**DIRECTIONS:** Quote exactly, and only, the lines of the material below from the line with "assert!(report.auth_error.is_none());" through the line with "let job_error = report.job_error.unwrap();".

**DATA PROVIDED:**
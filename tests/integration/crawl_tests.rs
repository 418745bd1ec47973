//! Orchestrator tests against the scripted driver

use crate::common::{button, test_config, PageScript, ScriptedDriver};
use selector_scout::auth::parse_auth_flow;
use selector_scout::crawler::{ChannelSink, CrawlJob, CrawlOrchestrator, ProgressPhase};
use selector_scout::quality::CrossPageValidator;
use selector_scout::state::DiscoveryState;
use selector_scout::storage::{ElementStore, SqliteElementStore};
use selector_scout::ErrorKind;
use std::sync::Arc;

const A: &str = "https://app.test/a";
const B: &str = "https://app.test/b";
const C: &str = "https://app.test/c";
const LOGIN: &str = "https://app.test/login";

fn flow(login_url: &str) -> selector_scout::AuthFlow {
    parse_auth_flow(&format!(
        r##"
id = "app"
login-url = "{}"

[credentials]
username = "alice"
password = "s3cret"

[[steps]]
type = "type"
selector = "#username"
value = "{{username}}"

[[steps]]
type = "type"
selector = "#password"
value = "{{password}}"

[[steps]]
type = "click"
selector = "#submit"
"##,
        login_url
    ))
    .unwrap()
}

#[tokio::test(start_paused = true)]
async fn test_one_unreachable_url_among_three() {
    let driver = Arc::new(ScriptedDriver::new(vec![
        (A, PageScript::Page(vec![(button("#save"), 1)])),
        (B, PageScript::Unreachable),
        (C, PageScript::Page(vec![(button("#cancel"), 1)])),
    ]));
    let orchestrator = CrawlOrchestrator::new(driver.clone(), &test_config(2));
    let job = CrawlJob::new(vec![A.to_string(), B.to_string(), C.to_string()]);

    let report = orchestrator.run(&job).await;

    assert_eq!(report.total_urls, 3);
    assert_eq!(report.successful_urls, 2);
    assert!(report.job_error.is_none());
    assert!(!report.authentication_used);

    let failure = &report.errors_by_url[B];
    assert_eq!(failure.kind, ErrorKind::Network);
    assert_eq!(failure.category, "network_error");
    assert_eq!(failure.attempts, 3);
    assert!(!failure.suggestions.is_empty());
    assert_eq!(report.attempts_by_url[B].len(), 3);
    assert_eq!(report.attempts_by_url[A].len(), 1);

    assert_eq!(report.elements.len(), 2);
    assert!(report
        .elements
        .iter()
        .all(|e| e.discovery_state == DiscoveryState::Static));

    assert_eq!(driver.opened(), 3);
    assert_eq!(driver.closed(), driver.opened());
}

#[tokio::test]
async fn test_shared_submit_selector_is_kept_and_zero_match_rejected() {
    let driver = Arc::new(ScriptedDriver::new(vec![(
        A,
        PageScript::Page(vec![
            (
                button("button[type=submit]").with_attribute("type", "submit"),
                3,
            ),
            (button("#save"), 1),
            (button("#ghost"), 0),
        ]),
    )]));
    let orchestrator = CrawlOrchestrator::new(driver, &test_config(0));

    let report = orchestrator.run(&CrawlJob::new(vec![A.to_string()])).await;

    assert_eq!(report.successful_urls, 1);
    assert_eq!(report.elements.len(), 2);
    assert_eq!(report.rejected_selectors[A], 1);

    let submit = report
        .elements
        .iter()
        .find(|e| e.selector() == "button[type=submit]")
        .unwrap();
    assert!((submit.quality_metrics.uniqueness - 1.0 / 3.0).abs() < 1e-9);
    assert_eq!(submit.page_url, A);
    assert!(report.elements.iter().all(|e| e.selector() != "#ghost"));
}

#[tokio::test]
async fn test_repeated_url_is_crawled_once() {
    let driver = Arc::new(ScriptedDriver::new(vec![
        (A, PageScript::Page(vec![(button("#save"), 1)])),
        (B, PageScript::Page(vec![(button("#cancel"), 1)])),
    ]));
    let orchestrator = CrawlOrchestrator::new(driver.clone(), &test_config(0));
    let job = CrawlJob::new(vec![A.to_string(), B.to_string(), A.to_string()]);

    let report = orchestrator.run(&job).await;

    assert_eq!(report.total_urls, 2);
    assert_eq!(report.successful_urls, 2);
    assert_eq!(report.attempts_by_url[A].len(), 1);
    assert_eq!(report.total_attempts(), 2);
    assert_eq!(driver.opened(), 2);
}

#[tokio::test]
async fn test_duplicates_across_pages_keep_first() {
    let driver = Arc::new(ScriptedDriver::new(vec![
        (A, PageScript::Page(vec![(button("#nav"), 1), (button("#a-only"), 1)])),
        (B, PageScript::Page(vec![(button("#nav"), 1)])),
    ]));
    let orchestrator = CrawlOrchestrator::new(driver, &test_config(0));

    let report = orchestrator
        .run(&CrawlJob::new(vec![A.to_string(), B.to_string()]))
        .await;

    assert_eq!(report.elements.len(), 2);
    assert_eq!(report.duplicates_removed, 1);
    let nav = report.elements.iter().find(|e| e.selector() == "#nav").unwrap();
    assert_eq!(nav.page_url, A);
}

#[tokio::test]
async fn test_authenticated_crawl_reuses_one_session() {
    let driver = Arc::new(ScriptedDriver::new(vec![
        (LOGIN, PageScript::Page(vec![])),
        (A, PageScript::Page(vec![(button("#orders"), 1)])),
        (B, PageScript::Page(vec![(button("#settings"), 1)])),
    ]));
    let orchestrator = CrawlOrchestrator::new(driver.clone(), &test_config(0));
    let job = CrawlJob::new(vec![A.to_string(), B.to_string()]).with_auth_flow(flow(LOGIN));

    let report = orchestrator.run(&job).await;

    assert!(report.authentication_used);
    assert!(report.auth_error.is_none());
    assert_eq!(report.successful_urls, 2);
    assert!(report
        .elements
        .iter()
        .all(|e| e.discovery_state == DiscoveryState::AfterLogin));
    assert_eq!(driver.opened(), 1);
    assert_eq!(driver.closed(), 1);
}

#[tokio::test]
async fn test_auth_failure_falls_back_to_public_crawl() {
    let driver = Arc::new(ScriptedDriver::new(vec![
        (LOGIN, PageScript::Unreachable),
        (A, PageScript::Page(vec![(button("#public"), 1)])),
    ]));
    let orchestrator = CrawlOrchestrator::new(driver.clone(), &test_config(0));
    let job = CrawlJob::new(vec![A.to_string()]).with_auth_flow(flow(LOGIN));

    let report = orchestrator.run(&job).await;

    assert!(!report.authentication_used);
    let auth_error = report.auth_error.as_ref().unwrap();
    assert_eq!(auth_error.kind, ErrorKind::Authentication);
    assert!(auth_error.message.contains("login page"));

    assert_eq!(report.successful_urls, 1);
    assert_eq!(report.elements[0].discovery_state, DiscoveryState::Static);
    assert_eq!(driver.closed(), driver.opened());
}

#[tokio::test]
async fn test_no_session_at_all_sets_job_error() {
    let driver = Arc::new(ScriptedDriver::broken());
    let orchestrator = CrawlOrchestrator::new(driver, &test_config(0));

    let report = orchestrator
        .run(&CrawlJob::new(vec![A.to_string(), B.to_string()]))
        .await;

    assert_eq!(report.successful_urls, 0);
    assert_eq!(report.errors_by_url.len(), 2);
    let job_error = report.job_error.unwrap();
    assert_eq!(job_error.kind, ErrorKind::Browser);
}

#[tokio::test]
async fn test_invalid_url_is_validation_failure() {
    let driver = Arc::new(ScriptedDriver::new(vec![(
        A,
        PageScript::Page(vec![(button("#ok"), 1)]),
    )]));
    let orchestrator = CrawlOrchestrator::new(driver, &test_config(2));

    let report = orchestrator
        .run(&CrawlJob::new(vec!["not a url".to_string(), A.to_string()]))
        .await;

    assert_eq!(report.successful_urls, 1);
    assert_eq!(report.errors_by_url["not a url"].kind, ErrorKind::Validation);
}

#[tokio::test]
async fn test_empty_job_reports_nothing() {
    let driver = Arc::new(ScriptedDriver::new(vec![]));
    let orchestrator = CrawlOrchestrator::new(driver.clone(), &test_config(0));

    let report = orchestrator.run(&CrawlJob::new(vec![])).await;

    assert_eq!(report.total_urls, 0);
    assert_eq!(report.successful_urls, 0);
    assert!(report.job_error.is_none());
    assert_eq!(driver.opened(), 0);
}

#[tokio::test(start_paused = true)]
async fn test_progress_events_cover_the_job() {
    let driver = Arc::new(ScriptedDriver::new(vec![
        (A, PageScript::Page(vec![(button("#save"), 1)])),
        (B, PageScript::Unreachable),
    ]));
    let (sink, mut rx) = ChannelSink::new();
    let orchestrator =
        CrawlOrchestrator::new(driver, &test_config(1)).with_progress_sink(Arc::new(sink));

    let job = CrawlJob::new(vec![A.to_string(), B.to_string()]).with_id("job-events");
    orchestrator.run(&job).await;
    drop(orchestrator);

    let mut phases = Vec::new();
    while let Ok(event) = rx.try_recv() {
        assert_eq!(event.job_id, "job-events");
        phases.push(event.phase);
    }

    assert_eq!(phases.first(), Some(&ProgressPhase::JobStarted));
    assert_eq!(phases.last(), Some(&ProgressPhase::JobCompleted));
    assert!(phases.contains(&ProgressPhase::UrlCompleted));
    assert!(phases.contains(&ProgressPhase::UrlFailed));
}

#[tokio::test]
async fn test_closed_progress_channel_does_not_fail_crawl() {
    let driver = Arc::new(ScriptedDriver::new(vec![(
        A,
        PageScript::Page(vec![(button("#save"), 1)]),
    )]));
    let (sink, rx) = ChannelSink::new();
    drop(rx);
    let orchestrator =
        CrawlOrchestrator::new(driver, &test_config(0)).with_progress_sink(Arc::new(sink));

    let report = orchestrator.run(&CrawlJob::new(vec![A.to_string()])).await;
    assert_eq!(report.successful_urls, 1);
}

#[tokio::test]
async fn test_store_counts_new_and_known_elements() {
    let driver = Arc::new(ScriptedDriver::new(vec![(
        A,
        PageScript::Page(vec![(button("#save"), 1), (button("#cancel"), 1)]),
    )]));
    let store = Arc::new(SqliteElementStore::new_in_memory().unwrap());
    let orchestrator = CrawlOrchestrator::new(driver, &test_config(0))
        .with_store(store.clone() as Arc<dyn ElementStore>);
    let job = CrawlJob::new(vec![A.to_string()]).with_project("shop", None);

    let first = orchestrator.run(&job).await;
    assert_eq!(first.stored, 2);
    assert_eq!(first.duplicates_skipped, 0);

    let second = orchestrator.run(&job).await;
    assert_eq!(second.stored, 0);
    assert_eq!(second.duplicates_skipped, 2);
    assert_eq!(store.count_elements(Some("shop")).unwrap(), 2);
}

#[tokio::test]
async fn test_cross_page_validation_with_no_urls() {
    let driver = Arc::new(ScriptedDriver::new(vec![]));
    let validator = CrossPageValidator::new(driver.clone(), &test_config(0));

    let result = validator.validate_across_pages("#anything", &[]).await.unwrap();

    assert_eq!(result.total_urls, 0);
    assert_eq!(result.valid_urls, 0);
    assert!(!result.unique_on_all_pages);
    assert_eq!(driver.opened(), 0);
}

#[tokio::test]
async fn test_cross_page_validation_records_unreachable_pages() {
    let driver = Arc::new(ScriptedDriver::new(vec![
        (A, PageScript::Page(vec![(button("#nav"), 1)])),
        (B, PageScript::Unreachable),
        (C, PageScript::Page(vec![])),
    ]));
    let validator = CrossPageValidator::new(driver.clone(), &test_config(0));
    let urls = vec![A.to_string(), B.to_string(), C.to_string()];

    let result = validator.validate_across_pages("#nav", &urls).await.unwrap();

    assert_eq!(result.total_urls, 3);
    assert_eq!(result.valid_urls, 1);
    assert!(result.unique_on_all_pages);
    assert_eq!(result.inconsistent_pages, vec![C.to_string()]);
    assert_eq!(result.errors_by_url[B].kind, ErrorKind::Network);
    assert_eq!(driver.closed(), 1);
}
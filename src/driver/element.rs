use crate::state::DiscoveryState;
use serde::{Deserialize, Serialize};
use std::collections::BTreeMap;

/// Element position and size in CSS pixels
#[derive(Debug, Clone, Copy, PartialEq, Serialize, Deserialize)]
pub struct BoundingRect {
    pub x: f64,
    pub y: f64,
    pub width: f64,
    pub height: f64,
}

/// Raw element produced by an extractor for one page visit
#[derive(Debug, Clone, PartialEq, Serialize, Deserialize)]
#[serde(rename_all = "camelCase")]
pub struct CandidateElement {
    /// Selector generated for the element
    pub selector: String,

    /// Lowercase tag name
    pub tag_name: String,

    /// Normalized visible text
    pub text_content: String,

    /// All element attributes
    pub attributes: BTreeMap<String, String>,

    /// Layout box, when the driver renders pages
    #[serde(default)]
    pub bounding_rect: Option<BoundingRect>,

    /// Resolved CSS properties, when the driver renders pages
    #[serde(default)]
    pub resolved_css: BTreeMap<String, String>,

    /// Context reported by the extractor (modal, hover, ...)
    #[serde(default)]
    pub discovery_hint: Option<DiscoveryState>,
}

impl CandidateElement {
    /// Builds a candidate with only a selector and tag
    pub fn new(selector: impl Into<String>, tag_name: impl Into<String>) -> Self {
        Self {
            selector: selector.into(),
            tag_name: tag_name.into(),
            text_content: String::new(),
            attributes: BTreeMap::new(),
            bounding_rect: None,
            resolved_css: BTreeMap::new(),
            discovery_hint: None,
        }
    }

    /// Adds an attribute
    pub fn with_attribute(mut self, name: impl Into<String>, value: impl Into<String>) -> Self {
        self.attributes.insert(name.into(), value.into());
        self
    }

    /// Sets the text content
    pub fn with_text(mut self, text: impl Into<String>) -> Self {
        self.text_content = text.into();
        self
    }

    /// Returns an attribute value
    pub fn attribute(&self, name: &str) -> Option<&str> {
        self.attributes.get(name).map(String::as_str)
    }
}
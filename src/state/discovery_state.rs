use serde::{Deserialize, Serialize};
use std::fmt;

/// The context in which an element was found
#[derive(Debug, Clone, Copy, PartialEq, Eq, Hash, PartialOrd, Ord, Serialize, Deserialize)]
#[serde(rename_all = "snake_case")]
pub enum DiscoveryState {
    /// Present on initial page load
    Static,

    /// Present once the session is authenticated
    AfterLogin,

    /// Revealed by an interaction (click, expand)
    AfterInteraction,

    /// Inside a modal dialog
    Modal,

    /// Revealed on hover
    Hover,
}

impl DiscoveryState {
    /// Converts the state to its database string representation
    pub fn to_db_string(&self) -> &'static str {
        match self {
            Self::Static => "static",
            Self::AfterLogin => "after_login",
            Self::AfterInteraction => "after_interaction",
            Self::Modal => "modal",
            Self::Hover => "hover",
        }
    }

    /// Parses a state from its database string representation
    pub fn from_db_string(s: &str) -> Option<Self> {
        match s {
            "static" => Some(Self::Static),
            "after_login" => Some(Self::AfterLogin),
            "after_interaction" => Some(Self::AfterInteraction),
            "modal" => Some(Self::Modal),
            "hover" => Some(Self::Hover),
            _ => None,
        }
    }

    /// Returns all discovery states
    pub fn all_states() -> Vec<Self> {
        vec![
            Self::Static,
            Self::AfterLogin,
            Self::AfterInteraction,
            Self::Modal,
            Self::Hover,
        ]
    }
}

impl fmt::Display for DiscoveryState {
    fn fmt(&self, f: &mut fmt::Formatter<'_>) -> fmt::Result {
        write!(f, "{}", self.to_db_string())
    }
}
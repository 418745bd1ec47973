//! Storage traits and error types

use crate::quality::ScoredElement;
use async_trait::async_trait;
use serde::Serialize;
use thiserror::Error;

/// Errors that can occur during storage operations
#[derive(Debug, Error)]
pub enum StorageError {
    #[error("Database error: {0}")]
    Database(String),

    #[error("Serialization error: {0}")]
    Serialization(#[from] serde_json::Error),

    #[error("IO error: {0}")]
    Io(#[from] std::io::Error),

    #[error("SQLite error: {0}")]
    Sqlite(#[from] rusqlite::Error),
}

/// Result type for storage operations
pub type StorageResult<T> = Result<T, StorageError>;

/// Counts returned by a store call
#[derive(Debug, Clone, Copy, Default, PartialEq, Eq, Serialize)]
#[serde(rename_all = "camelCase")]
pub struct StoreOutcome {
    pub stored: usize,
    pub duplicates_skipped: usize,
}

impl StoreOutcome {
    pub fn merge(&mut self, other: StoreOutcome) {
        self.stored += other.stored;
        self.duplicates_skipped += other.duplicates_skipped;
    }
}

/// Persistence port for discovered elements
///
/// Implementations must be idempotent on (project, scope, selector,
/// discovery state): storing the same element twice keeps one row.
#[async_trait]
pub trait ElementStore: Send + Sync {
    async fn store_elements(
        &self,
        project_id: &str,
        scope_id: Option<&str>,
        elements: &[ScoredElement],
    ) -> StorageResult<StoreOutcome>;
}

**COMPLETED TASK:**
    assert!(report.auth_error.is_none());
    assert_eq!(report.successful_urls, 2);
    assert!(report
        .elements
        .iter()
        .all(|e| e.discovery_state == DiscoveryState::AfterLogin));
    assert_eq!(driver.opened(), 1);
    assert_eq!(driver.closed(), 1);
}

#[tokio::test]
async fn test_auth_failure_falls_back_to_public_crawl() {
    let driver = Arc::new(ScriptedDriver::new(vec![
        (LOGIN, PageScript::Unreachable),
        (A, PageScript::Page(vec![(button("#public"), 1)])),
    ]));
    let orchestrator = CrawlOrchestrator::new(driver.clone(), &test_config(0));
    let job = CrawlJob::new(vec![A.to_string()]).with_auth_flow(flow(LOGIN));

    let report = orchestrator.run(&job).await;

    assert!(!report.authentication_used);
    let auth_error = report.auth_error.as_ref().unwrap();
    assert_eq!(auth_error.kind, ErrorKind::Authentication);
    assert!(auth_error.message.contains("login page"));

    assert_eq!(report.successful_urls, 1);
    assert_eq!(report.elements[0].discovery_state, DiscoveryState::Static);
    assert_eq!(driver.closed(), driver.opened());
}

#[tokio::test]
async fn test_no_session_at_all_sets_job_error() {
    let driver = Arc::new(ScriptedDriver::broken());
    let orchestrator = CrawlOrchestrator::new(driver, &test_config(0));

    let report = orchestrator
        .run(&CrawlJob::new(vec![A.to_string(), B.to_string()]))
        .await;

    assert_eq!(report.successful_urls, 0);
    assert_eq!(report.errors_by_url.len(), 2);
    let job_error = report.job_error.unwrap();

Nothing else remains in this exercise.